Without her horns she was a much nicer cow and led a rather placid life producing good calves (Zelda, Fergus, Figaro, to name a few). But one winter she had a serious accident and Figaro — the calf she was carrying at the time — very nearly wasn’t.

Our cattle were on snowed-under winter pasture a couple of miles up the creek from our house, and we were feeding them a few pellets and bales of hay each day. It was mid-December, and they would soon be calving. We calved in January for 35 years, primarily because our cows graze rugged rangeland in summer, where it’s hard to get them bred efficiently. Cattle in our region have a long, drawn-out calving season when breeding in huge mountain pastures where the bulls may not find all the in-heat cows in a timely manner.

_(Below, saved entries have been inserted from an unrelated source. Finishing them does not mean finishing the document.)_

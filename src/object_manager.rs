use crate::gc::gc_trace;
use crate::memory::{GC_HEAP_GROW_FACTOR, GC_INITIAL_THRESHOLD};
use crate::objects::object::{GcSize, NativeObject, Object, ObjectType};
use crate::objects::object_bound_method::ObjectBoundMethod;
use crate::objects::object_class::ObjectClass;
use crate::objects::object_closure::ObjectClosure;
use crate::objects::object_function::ObjectFunction;
use crate::objects::object_instance::ObjectInstance;
use crate::objects::object_native::ObjectNative;
use crate::objects::object_string::ObjectString;
use crate::objects::object_upvalue::ObjectUpvalue;
use crate::table::Table;
use crate::value::Value;

/// The single allocation choke point. Every heap object is created here,
/// linked into the intrusive all-objects chain, and accounted against the
/// collection threshold. Sweeping unlinks and frees through here as well,
/// so each object is owned by the chain exactly once.
pub struct ObjectManager {
    objects: *mut Object,
    bytes_allocated: usize,
    next_gc: usize,
}

impl ObjectManager {
    pub fn new() -> Self {
        ObjectManager {
            objects: std::ptr::null_mut(),
            bytes_allocated: 0,
            next_gc: GC_INITIAL_THRESHOLD,
        }
    }

    fn track<T: GcSize>(&mut self, object: Box<T>) -> *mut T {
        let size = object.deep_size();
        let ptr = Box::into_raw(object);
        let header = ptr as *mut Object;
        unsafe {
            (*header).next = self.objects;
        }
        self.objects = header;
        self.bytes_allocated += size;
        gc_trace!("alloc {:p} {} bytes, type {:?}", header, size, unsafe {
            (*header).obj_type
        });
        ptr
    }

    pub fn alloc_string(&mut self, content: &str, hash: u32) -> *mut ObjectString {
        self.track(Box::new(ObjectString::new(content, hash)))
    }

    pub fn alloc_function(&mut self, arity: u8, name: String) -> *mut ObjectFunction {
        self.track(Box::new(ObjectFunction::new(arity, name)))
    }

    pub fn alloc_native(
        &mut self,
        name: String,
        arity: u8,
        native: impl NativeObject + 'static,
    ) -> *mut ObjectNative {
        self.track(Box::new(ObjectNative::new(name, arity, native)))
    }

    pub fn alloc_closure(&mut self, function: *mut ObjectFunction) -> *mut ObjectClosure {
        self.track(Box::new(ObjectClosure::new(function)))
    }

    pub fn alloc_upvalue(&mut self, location: *mut Value) -> *mut ObjectUpvalue {
        self.track(Box::new(ObjectUpvalue::new(location)))
    }

    pub fn alloc_class(&mut self, name: *mut ObjectString) -> *mut ObjectClass {
        self.track(Box::new(ObjectClass::new(name)))
    }

    pub fn alloc_instance(&mut self, class: *mut ObjectClass) -> *mut ObjectInstance {
        self.track(Box::new(ObjectInstance::new(class)))
    }

    pub fn alloc_bound_method(
        &mut self,
        receiver: Value,
        method: *mut ObjectClosure,
    ) -> *mut ObjectBoundMethod {
        self.track(Box::new(ObjectBoundMethod::new(receiver, method)))
    }

    /// The reallocate-style accounting step: every resize of an owned
    /// array reports its before/after size here, so container growth
    /// counts toward the collection threshold like any other allocation.
    pub fn account(&mut self, old_size: usize, new_size: usize) {
        if new_size >= old_size {
            self.bytes_allocated += new_size - old_size;
        } else {
            self.bytes_allocated = self.bytes_allocated.saturating_sub(old_size - new_size);
        }
    }

    /// Table insert with its entry-array growth accounted.
    pub fn set_entry(&mut self, table: &mut Table, key: *mut ObjectString, value: Value) -> bool {
        let before = table.deep_size();
        let is_new_key = table.set(key, value);
        let after = table.deep_size();
        self.account(before, after);
        is_new_key
    }

    /// Bulk table copy with the destination's growth accounted.
    pub fn copy_entries(&mut self, from: &Table, to: &mut Table) {
        let before = to.deep_size();
        from.add_all(to);
        let after = to.deep_size();
        self.account(before, after);
    }

    /// True once the live-byte estimate passes the threshold. Under
    /// `gc_stress` every allocation is a trigger.
    pub fn should_collect(&self) -> bool {
        cfg!(feature = "gc_stress") || self.bytes_allocated > self.next_gc
    }

    pub fn bytes_allocated(&self) -> usize {
        self.bytes_allocated
    }

    /// Frees every unmarked object, unlinking it from the chain, and clears
    /// the mark on survivors. Returns the bytes released.
    pub fn sweep(&mut self) -> usize {
        let mut freed = 0;
        let mut previous: *mut Object = std::ptr::null_mut();
        let mut object = self.objects;

        unsafe {
            while !object.is_null() {
                if (*object).is_marked {
                    (*object).is_marked = false;
                    previous = object;
                    object = (*object).next;
                } else {
                    let unreached = object;
                    object = (*object).next;
                    if previous.is_null() {
                        self.objects = object;
                    } else {
                        (*previous).next = object;
                    }
                    freed += Self::free_object(unreached);
                }
            }
        }

        gc_trace!("sweep freed {} bytes", freed);
        freed
    }

    /// Updates accounting after a collection and doubles the threshold.
    /// Returns the new threshold.
    pub fn finish_cycle(&mut self, freed: usize) -> usize {
        self.bytes_allocated = self.bytes_allocated.saturating_sub(freed);
        self.next_gc = (self.bytes_allocated * GC_HEAP_GROW_FACTOR).max(GC_INITIAL_THRESHOLD);
        self.next_gc
    }

    /// Number of objects currently in the chain.
    pub fn object_count(&self) -> usize {
        let mut count = 0;
        let mut object = self.objects;
        while !object.is_null() {
            count += 1;
            object = unsafe { (*object).next };
        }
        count
    }

    unsafe fn free_object(object: *mut Object) -> usize {
        let size = (*object).deep_size();
        gc_trace!("free {:p} {} bytes, type {:?}", object, size, (*object).obj_type);
        match (*object).obj_type {
            ObjectType::ObjString => drop(Box::from_raw(object as *mut ObjectString)),
            ObjectType::ObjFunction => drop(Box::from_raw(object as *mut ObjectFunction)),
            ObjectType::ObjNative => drop(Box::from_raw(object as *mut ObjectNative)),
            ObjectType::ObjClosure => drop(Box::from_raw(object as *mut ObjectClosure)),
            ObjectType::ObjUpvalue => drop(Box::from_raw(object as *mut ObjectUpvalue)),
            ObjectType::ObjClass => drop(Box::from_raw(object as *mut ObjectClass)),
            ObjectType::ObjInstance => drop(Box::from_raw(object as *mut ObjectInstance)),
            ObjectType::ObjBoundMethod => drop(Box::from_raw(object as *mut ObjectBoundMethod)),
        }
        size
    }
}

impl Default for ObjectManager {
    fn default() -> Self {
        Self::new()
    }
}

impl Drop for ObjectManager {
    fn drop(&mut self) {
        let mut object = self.objects;
        unsafe {
            while !object.is_null() {
                let next = (*object).next;
                Self::free_object(object);
                object = next;
            }
        }
        self.objects = std::ptr::null_mut();
    }
}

Another reason we calved early was that we wanted to breed our cows selectively (with planned matings) to our own bulls, for more genetic improvement. So we bred them during April in several small breeding groups before they went to the range, and they calved in January. Thus we had a high conception rate, knew the sire and dam of every calf, and almost never lost a calf at birth — because in January we put them in the barn to calve (since temperatures could be below zero), and we were there for every birth and could correct any problems that might occur.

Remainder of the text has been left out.